I'm reattempting Burnham's The Machiavellians. Feeling a need to revisit the roots of neoconservative thought.

Battle Cry of Freedom. I'm always fascinated by revolutions and civil wars since almost no one actually wants to fall into them, but one step after another makes people escalate to that point.

Re-read the Philip Marlowe novels by Raymond Chandler, and then started working through some Elmore Leonard novels and a number of the Lew Archer novels by Ross MacDonald.
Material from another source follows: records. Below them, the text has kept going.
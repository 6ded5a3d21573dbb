//! Object schema validation.
//!
//! This module provides [`ObjectSchema`], the composition root: it binds a
//! kind schema to each declared field, handles additional properties, and
//! evaluates conditional requirements and cross-field comparisons in a
//! second pass over the per-call field values.

mod condition;
mod field;
mod shape;

use std::collections::HashSet;
use std::fmt;
use std::marker::PhantomData;
use std::sync::Arc;

use indexmap::IndexMap;
use serde::de::DeserializeOwned;
use serde::Serialize;
use stillwater::Validation;

use crate::context::{Context, Options};
use crate::error::{Issue, SchemaBuildError, ValidationError};
use crate::path::FieldPath;
use crate::value::Value;

use super::traits::{report_invalid, run_root, AnySchema, FieldKind, Presence, PresencePolicy};

pub use condition::ConditionOp;
pub use field::FieldView;
pub use shape::{Dynamic, FieldSpec, Shape};

use condition::{Case, Condition};
use field::{FieldDef, FieldRule};

type ObjectValidator = Arc<dyn Fn(&FieldView<'_>) -> Validation<(), ValidationError> + Send + Sync>;

/// How to handle properties not declared as fields.
#[derive(Clone)]
enum AdditionalProperties {
    /// Pass unknown properties through (default).
    Allow,
    /// Report unknown properties as `object.unknown_field`.
    Deny,
    /// Validate unknown properties against a schema.
    Validate(Arc<dyn AnySchema>),
}

/// A setting accepted by [`ObjectSchema::additional_properties`].
///
/// - `bool`: `true` to allow, `false` to deny
/// - any schema: validate unknown properties against it
pub struct AdditionalPropertiesSetting(AdditionalProperties);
The Lew Archer novels started to be published just as Raymond Chandler's Philip Marlowe novels were winding down. Upon re-reading, the plotting in the Marlowe novels is quite threadbare (although they do improve over time, and Lady in the Lake and Long Goodbye are leaps and bounds better than the first ones). However, as a glimpse of 1930s-1940s California + really sharp commentary, they're excellent.

The Lew Archer novels are much, much better plotted, and a good snapshot of California as it exploded in the 1950s-60s. The writing isn't quite as sharp or witty as Chandler's, but it's close. I don't think I'll read them all, but I've read 7 so far and will probably read another 3. I'm curious to read his take on the 70s in the last two novels (published '73 and '76).

Started rereading The Dresden Files after my fiancés uncle kept raving about it. It’s a fun romp so far, though I had to laugh at all the “science hasn’t solved disease, or starvation, or war.” I’m religious myself, but science has a strong case for mostly solving all three of those.

I'll warn you that the author has largely stalled on the series. At this point I'm not sure if he'll actually finish it.

I'd bet on Jim over Rothfuss or Martin, but yeah, still frustrating. Mind-reading a bit on the most recent book I think he'll wrap the series up a book or two faster than originally intended, but could still be another 6-10 years. And even that's assuming he doesn't have another Dresden Slump.

What? We just got a new book this year. Before that we got a new book (technically two, but it was effectively one story) in 2020. He hasn't stalled out at all.

But it hasn't. People still get diseases, they still starve, and there's still war. Science has mitigated the first two things, sure (it really can't solve war as that's a problem of the human heart), but it hasn't solved them.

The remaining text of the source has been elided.